What lines in the records include the string "TestResult"? Return each one.

> _Collection entries_:
● ● ● ● ●

use chrono::{DateTime, Utc};
use serde::{Deserialize, Serialize};

use super::IdentityRef;

/// A test configuration defined at project level, e.g. "Windows 10 + Edge".
#[derive(Debug, Clone, Serialize, Deserialize, PartialEq, Eq)]
pub struct TestConfiguration {
    pub id: u64,
    pub name: String,
    pub description: Option<String>,
    pub state: Option<String>,
    pub values: Vec<ConfigurationValue>,
    pub is_default: bool,
    pub project: Option<String>,
}

impl TestConfiguration {
    pub fn new(id: u64, name: impl Into<String>) -> Self {
        Self {
            id,
            name: name.into(),
            description: None,
            state: None,
            values: Vec::new(),
            is_default: false,
            project: None,
        }
    }
}

/// One variable setting inside a configuration.
#[derive(Debug, Clone, Serialize, Deserialize, PartialEq, Eq)]
pub struct ConfigurationValue {
    pub name: String,
    pub value: String,
}

/// A configuration variable and its allowed values.
#[derive(Debug, Clone, Serialize, Deserialize, PartialEq, Eq)]
pub struct TestVariable {
    pub id: u64,
    pub name: String,
    pub description: Option<String>,
    pub values: Vec<String>,
}

impl TestVariable {
    pub fn new(id: u64, name: impl Into<String>) -> Self {
        Self {
            id,
            name: name.into(),
            description: None,
            values: Vec::new(),
        }
    }
}

/// One (case, configuration) pair of a suite, the unit that gets executed.
#[derive(Debug, Clone, Serialize, Deserialize, PartialEq, Eq)]
pub struct TestPoint {
    pub id: u64,
    pub plan_id: u64,
    pub suite_id: u64,
    pub test_case_id: Option<u64>,
    pub test_case_title: Option<String>,
    pub configuration_id: Option<u64>,
    pub configuration_name: Option<String>,
    pub tester: Option<IdentityRef>,
    pub outcome: Option<String>,
    pub state: Option<String>,
    /// Run and result of the most recent execution, when there was one.
    pub last_run_id: Option<u64>,
    pub last_result_id: Option<u64>,
}

impl TestPoint {
    pub fn new(id: u64, plan_id: u64, suite_id: u64) -> Self {
        Self {
            id,
            plan_id,
            suite_id,
            test_case_id: None,
            test_case_title: None,
            configuration_id: None,
            configuration_name: None,
            tester: None,
            outcome: None,
            state: None,
            last_run_id: None,
            last_result_id: None,
        }
    }

    /// `(run, result)` of the last execution.
    pub fn last_result(&self) -> Option<(u64, u64)> {
        match (self.last_run_id, self.last_result_id) {
            (Some(run), Some(result)) if run != 0 && result != 0 => Some((run, result)),
            _ => None,
        }
    }
}

/// The recorded outcome of executing a test point once.
#[derive(Debug, Clone, Serialize, Deserialize, PartialEq)]
pub struct TestResult {
    pub id: u64,
    pub run_id: u64,
    pub plan_id: Option<u64>,
    pub point_id: Option<u64>,
    pub test_case_id: Option<u64>,
    pub configuration_id: Option<u64>,
    pub outcome: Option<String>,
    pub state: Option<String>,
    pub error_message: Option<String>,
    pub comment: Option<String>,
    pub started_date: Option<DateTime<Utc>>,
    pub completed_date: Option<DateTime<Utc>>,
    pub duration_ms: Option<f64>,
    pub run_by: Option<IdentityRef>,
}

impl TestResult {
    pub fn new(id: u64, run_id: u64) -> Self {
        Self {
            id,
            run_id,
            plan_id: None,
            point_id: None,
            test_case_id: None,
            configuration_id: None,
            outcome: None,
            state: None,
            error_message: None,
            comment: None,
            started_date: None,
            completed_date: None,
            duration_ms: None,
            run_by: None,
        }
    }
}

● ● ● ● ●

> _Task solution_:
pub struct TestResult {
impl TestResult {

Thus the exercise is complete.